*Exercise prompt:* Each line of the listing below that includes "else" should be reported.
_ _ _ _ _ _ _
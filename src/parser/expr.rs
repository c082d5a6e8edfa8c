//! Expression grammar:
//!
//! ```text
//! expr       := additive
//! additive   := multiplicative (('+' | '-') multiplicative)*
//! multiplicative := unary (('*' | '/') unary)*
//! unary      := '-' unary | power
//! power      := primary ('^' unary)?            -- right-associative
//! primary    := number
//!             | '{' '}'                          -- regression placeholder
//!             | 'sum' ident ':' expr
//!             | ident '[' ee-body ']'            -- EE literal, name == "EE"
//!             | ident '[' ident (',' ident)* ']'  -- subscript / catalog property
//!             | ident '(' expr ')'                -- math function call
//!             | ident                             -- bare name
//!             | '(' expr ')'
//! ```

use crate::ast::{BinOp, CutoffMode, Expr, ExprKind};
use crate::error::CompileError;
use crate::intern::SymbolEq;
use crate::token::{NumberLit as TokNum, TokenKind};

use super::{ParseResult, Parser};

impl<'a> Parser<'a> {
    pub(crate) fn parse_expr(&mut self) -> ParseResult<Expr> {
        self.parse_additive()
    }

    fn parse_additive(&mut self) -> ParseResult<Expr> {
        let mut left = self.parse_multiplicative()?;
        loop {
            let op = match &self.peek().kind {
                TokenKind::Plus => BinOp::Add,
                TokenKind::Minus => BinOp::Sub,
                _ => break,
            };
            let pos = self.peek().pos;
            self.advance();
            let right = self.parse_multiplicative()?;
            left = Expr::new(self.header(pos), ExprKind::BinaryOp { op, left: Box::new(left), right: Box::new(right) });
        }
        Ok(left)
    }

    fn parse_multiplicative(&mut self) -> ParseResult<Expr> {
        let mut left = self.parse_unary()?;
        loop {
            let op = match &self.peek().kind {
                TokenKind::Star => BinOp::Mul,
                TokenKind::Slash => BinOp::Div,
                _ => break,
            };
            let pos = self.peek().pos;
            self.advance();
            let right = self.parse_unary()?;
            left = Expr::new(self.header(pos), ExprKind::BinaryOp { op, left: Box::new(left), right: Box::new(right) });
        }
        Ok(left)
    }

    fn parse_unary(&mut self) -> ParseResult<Expr> {
        if self.check(&TokenKind::Minus) {
            let pos = self.peek().pos;
            self.advance();
            let operand = self.parse_unary()?;
            return Ok(Expr::new(self.header(pos), ExprKind::UnaryMinus(Box::new(operand))));
        }
        self.parse_power()
    }

    fn parse_power(&mut self) -> ParseResult<Expr> {
        let base = self.parse_primary()?;
        if self.check(&TokenKind::Caret) {
            let pos = self.peek().pos;
            self.advance();
            let exponent = self.parse_unary()?;
            return Ok(Expr::new(
                self.header(pos),
                ExprKind::BinaryOp { op: BinOp::Pow, left: Box::new(base), right: Box::new(exponent) },
            ));
        }
        Ok(base)
    }

    fn parse_primary(&mut self) -> ParseResult<Expr> {
        let tok = self.peek().clone();
        match tok.kind {
            TokenKind::Number(n) => {
                self.advance();
                let lit = match n {
                    TokNum::Int(i) => crate::ast::NumberLit::Int(i),
                    TokNum::Float(f) => crate::ast::NumberLit::Float(f),
                };
                Ok(Expr::new(self.header(tok.pos), ExprKind::Number(lit)))
            }
            TokenKind::LBrace => {
                self.advance();
                self.expect(TokenKind::RBrace, "to close a regression placeholder '{}'")?;
                Ok(Expr::new(self.header(tok.pos), ExprKind::RegressionPlaceholder))
            }
            TokenKind::Sum => {
                self.advance();
                let (bound, bound_pos) = self.expect_ident("as the sum's bound name")?;
                self.expect(TokenKind::Colon, "after the sum's bound name")?;
                let body = self.parse_expr()?;
                Ok(Expr::new(self.header(tok.pos), ExprKind::Sum { bound, bound_pos, body: Box::new(body) }))
            }
            TokenKind::LParen => {
                self.advance();
                let inner = self.parse_expr()?;
                self.expect(TokenKind::RParen, "to close a parenthesized expression")?;
                Ok(inner)
            }
            TokenKind::Ident(name) => {
                self.advance();
                if self.interner_is(name, "EE") && self.check(&TokenKind::LBracket) {
                    self.parse_ee(tok.pos, name)
                } else if self.check(&TokenKind::LBracket) {
                    self.parse_subscript(tok.pos, name)
                } else if self.check(&TokenKind::LParen) {
                    self.parse_function_call(tok.pos, name)
                } else {
                    Ok(Expr::new(self.header(tok.pos), ExprKind::Name(name)))
                }
            }
            other => Err(CompileError::syntax(tok.pos, format!("expected an expression, found {other:?}"))),
        }
    }

    fn interner_is(&self, sym: crate::intern::Symbol, s: &str) -> bool {
        sym.is(self.interner_ref(), s)
    }

    fn parse_subscript(&mut self, start: crate::token::Pos, name: crate::intern::Symbol) -> ParseResult<Expr> {
        self.expect(TokenKind::LBracket, "to open a subscript")?;
        let mut indices = Vec::new();
        loop {
            let (idx, idx_pos) = self.expect_ident("as a subscript index")?;
            indices.push((idx, idx_pos));
            if !self.matches(&TokenKind::Comma) {
                break;
            }
        }
        self.expect(TokenKind::RBracket, "to close a subscript")?;
        Ok(Expr::new(self.header(start), ExprKind::Subscript { name, name_pos: start, indices }))
    }

    fn parse_function_call(&mut self, start: crate::token::Pos, name: crate::intern::Symbol) -> ParseResult<Expr> {
        self.expect(TokenKind::LParen, "to open a function call's argument")?;
        let arg = self.parse_expr()?;
        self.expect(TokenKind::RParen, "to close a function call")?;
        Ok(Expr::new(self.header(start), ExprKind::Function { name, name_pos: start, arg: Box::new(arg) }))
    }

    /// `EE[ row <ident>, col <ident> : diag <expr>, off <expr>, rhs <expr> [within <expr>] ]`
    fn parse_ee(&mut self, start: crate::token::Pos, _name: crate::intern::Symbol) -> ParseResult<Expr> {
        self.expect(TokenKind::LBracket, "to open an EE literal")?;

        self.expect_word("row")?;
        let (row, row_pos) = self.expect_ident("as EE's row bound name")?;
        self.expect(TokenKind::Comma, "between EE's row and col bounds")?;
        self.expect_word("col")?;
        let (col, col_pos) = self.expect_ident("as EE's col bound name")?;
        self.expect(TokenKind::Colon, "before EE's diag/off/rhs clauses")?;

        self.expect_word("diag")?;
        let diag = self.parse_expr()?;
        self.expect(TokenKind::Comma, "between EE's diag and off clauses")?;

        self.expect_word("off")?;
        let off = self.parse_expr()?;
        self.expect(TokenKind::Comma, "between EE's off and rhs clauses")?;

        self.expect_word("rhs")?;
        let rhs = self.parse_expr()?;

        let cutoff = if self.matches(&TokenKind::Within) {
            let radius = self.parse_expr()?;
            Some(CutoffMode { radius: Box::new(radius) })
        } else {
            None
        };

        self.expect(TokenKind::RBracket, "to close an EE literal")?;

        Ok(Expr::new(
            self.header(start),
            ExprKind::EE {
                row,
                row_pos,
                col,
                col_pos,
                diag: Box::new(diag),
                off: Box::new(off),
                rhs: Box::new(rhs),
                cutoff,
            },
        ))
    }

    /// Matches a bare identifier token whose text is the given reserved
    /// word (`row`, `col`, `diag`, `off`, `rhs`) inside an EE literal; these
    /// are not keywords anywhere else in the grammar.
    fn expect_word(&mut self, word: &str) -> ParseResult<()> {
        let tok = self.peek().clone();
        match tok.kind {
            TokenKind::Ident(sym) if self.interner_is(sym, word) => {
                self.advance();
                Ok(())
            }
            other => Err(CompileError::syntax(tok.pos, format!("expected '{word}' inside an EE literal, found {other:?}"))),
        }
    }
}

#[cfg(test)]
mod tests {
    use crate::intern::Interner;

    use super::*;

    fn parse_expr(source: &str) -> (Expr, Interner) {
        let mut interner = Interner::new();
        let tokens = crate::lexer::Lexer::new(source, &mut interner).tokenize().unwrap();
        let mut parser = Parser::new(tokens, &mut interner);
        let expr = parser.parse_expr().unwrap();
        drop(parser);
        (expr, interner)
    }

    #[test]
    fn addition_and_multiplication_respect_precedence() {
        let (expr, _) = parse_expr("1 + 2 * 3");
        match expr.kind {
            ExprKind::BinaryOp { op: BinOp::Add, right, .. } => {
                assert!(matches!(right.kind, ExprKind::BinaryOp { op: BinOp::Mul, .. }));
            }
            other => panic!("expected a top-level Add, got {other:?}"),
        }
    }

    #[test]
    fn power_is_right_associative() {
        // 2 ^ 3 ^ 2 == 2 ^ (3 ^ 2), not (2 ^ 3) ^ 2.
        let (expr, _) = parse_expr("2 ^ 3 ^ 2");
        match expr.kind {
            ExprKind::BinaryOp { op: BinOp::Pow, left, right } => {
                assert!(matches!(left.kind, ExprKind::Number(crate::ast::NumberLit::Int(2))));
                assert!(matches!(right.kind, ExprKind::BinaryOp { op: BinOp::Pow, .. }));
            }
            other => panic!("expected a top-level Pow, got {other:?}"),
        }
    }

    #[test]
    fn unary_minus_binds_tighter_than_power_is_rejected_left_of_power() {
        // `-x` parses, and `^` still sees the whole unary as its base.
        let (expr, _) = parse_expr("-2 ^ 2");
        assert!(matches!(expr.kind, ExprKind::UnaryMinus(_)));
    }

    #[test]
    fn subscript_parses_a_bracketed_index_list() {
        let (expr, interner) = parse_expr("distance[i, j]");
        match expr.kind {
            ExprKind::Subscript { name, indices, .. } => {
                assert_eq!(interner.resolve(name), "distance");
                assert_eq!(indices.len(), 2);
            }
            other => panic!("expected a Subscript, got {other:?}"),
        }
    }

    #[test]
    fn function_call_parses_a_single_parenthesized_argument() {
        let (expr, interner) = parse_expr("sqrt(x)");
        match expr.kind {
            ExprKind::Function { name, .. } => assert_eq!(interner.resolve(name), "sqrt"),
            other => panic!("expected a Function, got {other:?}"),
        }
    }

    #[test]
    fn regression_placeholder_parses_as_its_own_node() {
        let (expr, _) = parse_expr("{}");
        assert!(matches!(expr.kind, ExprKind::RegressionPlaceholder));
    }

    #[test]
    fn sum_parses_its_bound_name_and_body() {
        let (expr, interner) = parse_expr("sum i: i + 1");
        match expr.kind {
            ExprKind::Sum { bound, .. } => assert_eq!(interner.resolve(bound), "i"),
            other => panic!("expected a Sum, got {other:?}"),
        }
    }

    #[test]
    fn ee_literal_parses_all_three_clauses_and_no_cutoff_by_default() {
        let (expr, interner) = parse_expr("EE[ row i, col j : diag A, off B, rhs C ]");
        match expr.kind {
            ExprKind::EE { row, col, cutoff, .. } => {
                assert_eq!(interner.resolve(row), "i");
                assert_eq!(interner.resolve(col), "j");
                assert!(cutoff.is_none());
            }
            other => panic!("expected an EE, got {other:?}"),
        }
    }

    #[test]
    fn ee_literal_parses_an_optional_within_clause() {
        let (expr, _) = parse_expr("EE[ row i, col j : diag A, off B, rhs C within 5 ]");
        match expr.kind {
            ExprKind::EE { cutoff, .. } => assert!(cutoff.is_some()),
            other => panic!("expected an EE, got {other:?}"),
        }
    }

    #[test]
    fn unclosed_parenthesis_is_a_syntax_error() {
        let mut interner = Interner::new();
        let tokens = crate::lexer::Lexer::new("(1 + 2", &mut interner).tokenize().unwrap();
        let mut parser = Parser::new(tokens, &mut interner);
        assert!(parser.parse_expr().is_err());
    }
}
_ _ _ _ _ _ _
*Final answer:*
                } else if self.check(&TokenKind::LBracket) {
                } else if self.check(&TokenKind::LParen) {
                } else {
        } else {
    /// are not keywords anywhere else in the grammar.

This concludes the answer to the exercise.